BEGIN Task input

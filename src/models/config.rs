use serde::{Deserialize, Serialize};
use std::collections::HashMap;
use std::path::PathBuf;

use crate::models::nutrient::Nutrient;
use crate::models::progress::Thresholds;

pub const DEFAULT_CALORIE_CEILING: f64 = 1.5;
pub const DEFAULT_MACRO_CEILING: f64 = 1.2;

#[derive(Debug, Default, Serialize, Deserialize)]
pub struct Config {
    #[serde(default)]
    pub goals: Goals,
    #[serde(default)]
    pub progress: ProgressConfig,
    #[serde(default)]
    pub aliases: HashMap<String, String>,
}

/// Daily goals. `None` means no goal is set for that nutrient.
#[derive(Debug, Default, Serialize, Deserialize)]
pub struct Goals {
    pub calories: Option<f64>,
    pub protein: Option<f64>,
    pub carbs: Option<f64>,
    pub fat: Option<f64>,
}

#[derive(Debug, Serialize, Deserialize)]
pub struct ProgressConfig {
    #[serde(default = "default_calorie_ceiling")]
    pub calorie_ceiling: f64,
    #[serde(default = "default_macro_ceiling")]
    pub macro_ceiling: f64,
    #[serde(default)]
    pub thresholds: Thresholds,
}

fn default_calorie_ceiling() -> f64 {
    DEFAULT_CALORIE_CEILING
}
fn default_macro_ceiling() -> f64 {
    DEFAULT_MACRO_CEILING
}

impl Default for ProgressConfig {
    fn default() -> Self {
        Self {
            calorie_ceiling: DEFAULT_CALORIE_CEILING,
            macro_ceiling: DEFAULT_MACRO_CEILING,
            thresholds: Thresholds::default(),
        }
    }
}

impl Config {
    /// Load config from the standard path, or return defaults.
    pub fn load() -> anyhow::Result<Self> {
        let path = Self::path();
        let config: Self = if path.exists() {
            let contents = std::fs::read_to_string(&path)?;
            toml::from_str(&contents)?
        } else {
            Self::default()
        };
        if !config.progress.thresholds.is_valid() {
            tracing::warn!(
                approaching = config.progress.thresholds.approaching,
                exceeded = config.progress.thresholds.exceeded,
                "configured thresholds are out of order, using defaults"
            );
        }
        Ok(config)
    }

    /// Save config to the standard path.
    pub fn save(&self) -> anyhow::Result<()> {
        let path = Self::path();
        if let Some(parent) = path.parent() {
            std::fs::create_dir_all(parent)?;
            #[cfg(unix)]
            {
                use std::os::unix::fs::PermissionsExt;
                std::fs::set_permissions(parent, std::fs::Permissions::from_mode(0o700))?;
            }
        }
        let contents = toml::to_string_pretty(self)?;

        #[cfg(unix)]
        {
            use std::fs::OpenOptions;
            use std::io::Write;
            use std::os::unix::fs::OpenOptionsExt;

            let mut options = OpenOptions::new();
            options.write(true).create(true).truncate(true).mode(0o600);
            let mut file = options.open(&path)?;
            file.write_all(contents.as_bytes())?;
        }
        #[cfg(not(unix))]
        {
            std::fs::write(&path, contents)?;
        }

        tracing::debug!(path = %path.display(), "config saved");
        Ok(())
    }

    /// Resolve an alias to a nutrient name, or return the input unchanged.
    pub fn resolve_alias(&self, input: &str) -> String {
        self.aliases
            .get(input)
            .cloned()
            .unwrap_or_else(|| input.to_string())
    }

    /// Resolve an alias and parse the result as a nutrient.
    pub fn resolve_nutrient(&self, input: &str) -> anyhow::Result<Nutrient> {
        self.resolve_alias(input).parse()
    }

    pub fn default_aliases() -> HashMap<String, String> {
        let mut m = HashMap::new();
        m.insert("cal".into(), "calories".into());
        m.insert("kc".into(), "calories".into());
        m.insert("p".into(), "protein".into());
        m.insert("c".into(), "carbs".into());
        m.insert("carb".into(), "carbs".into());
        m.insert("f".into(), "fat".into());
        m.insert("b".into(), "burned".into());
        m
    }

    /// Configured goal for a nutrient; zero when unset.
    pub fn goal_for(&self, nutrient: Nutrient) -> f64 {
        let goal = match nutrient {
            Nutrient::Calories => self.goals.calories,
            Nutrient::Protein => self.goals.protein,
            Nutrient::Carbs => self.goals.carbs,
            Nutrient::Fat => self.goals.fat,
        };
        goal.unwrap_or(0.0)
    }

    /// Calories and macros use separate overflow ceilings.
    pub fn ceiling_for(&self, nutrient: Nutrient) -> f64 {
        if nutrient.is_macro() {
            self.progress.macro_ceiling
        } else {
            self.progress.calorie_ceiling
        }
    }

    /// Thresholds to classify with, falling back to defaults when invalid.
    pub fn thresholds(&self) -> Thresholds {
        self.progress.thresholds.or_default()
    }

    /// Apply a `config set` key. Values are validated before anything changes.
    pub fn set_key(&mut self, key: &str, value: &str) -> anyhow::Result<()> {
        match key {
            k if k.starts_with("goals.") => {
                let nutrient: Nutrient = k.trim_start_matches("goals.").parse()?;
                let slot = match nutrient {
                    Nutrient::Calories => &mut self.goals.calories,
                    Nutrient::Protein => &mut self.goals.protein,
                    Nutrient::Carbs => &mut self.goals.carbs,
                    Nutrient::Fat => &mut self.goals.fat,
                };
                *slot = match value {
                    "none" | "" => None,
                    v => Some(parse_non_negative(key, v)?),
                };
            }
            "progress.calorie_ceiling" => {
                self.progress.calorie_ceiling = parse_positive(key, value)?;
            }
            "progress.macro_ceiling" => {
                self.progress.macro_ceiling = parse_positive(key, value)?;
            }
            "progress.thresholds.approaching" => {
                let t = Thresholds::new(
                    parse_positive(key, value)?,
                    self.progress.thresholds.exceeded,
                );
                if !t.is_valid() {
                    anyhow::bail!(
                        "approaching threshold must be below exceeded ({})",
                        t.exceeded
                    );
                }
                self.progress.thresholds = t;
            }
            "progress.thresholds.exceeded" => {
                let t = Thresholds::new(
                    self.progress.thresholds.approaching,
                    parse_positive(key, value)?,
                );
                if !t.is_valid() {
                    anyhow::bail!(
                        "exceeded threshold must be above approaching ({})",
                        t.approaching
                    );
                }
                self.progress.thresholds = t;
            }
            k if k.starts_with("alias.") => {
                let alias = k.trim_start_matches("alias.");
                if alias.is_empty() {
                    anyhow::bail!("alias name must not be empty");
                }
                if !is_alias_target(value) {
                    anyhow::bail!(
                        "alias target must be a nutrient, burned, activity, food or meal, got '{}'",
                        value
                    );
                }
                self.aliases.insert(alias.to_string(), value.to_string());
            }
            _ => anyhow::bail!("unknown config key: {}", key),
        }
        Ok(())
    }

    pub fn data_dir() -> PathBuf {
        if let Ok(home) = std::env::var("OPENPLATE_HOME") {
            return PathBuf::from(home);
        }
        dirs::home_dir()
            .unwrap_or_else(|| PathBuf::from("."))
            .join(".openplate")
    }

    pub fn path() -> PathBuf {
        Self::data_dir().join("config.toml")
    }
}

/// Names a batch entry or `progress` can resolve an alias to.
fn is_alias_target(value: &str) -> bool {
    matches!(value, "burned" | "activity" | "food" | "meal") || value.parse::<Nutrient>().is_ok()
}

fn parse_non_negative(key: &str, value: &str) -> anyhow::Result<f64> {
    let v: f64 = value
        .parse()
        .map_err(|_| anyhow::anyhow!("{} must be a number, got '{}'", key, value))?;
    if !v.is_finite() || v < 0.0 {
        anyhow::bail!("{} must be a finite, non-negative number", key);
    }
    Ok(v)
}

fn parse_positive(key: &str, value: &str) -> anyhow::Result<f64> {
    let v = parse_non_negative(key, value)?;
    if v == 0.0 {
        anyhow::bail!("{} must be greater than zero", key);
    }
    Ok(v)
}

END Task input

How many lines in these entries hold the string "meal"? Answer with the number alone.

- **Worked solution**: 2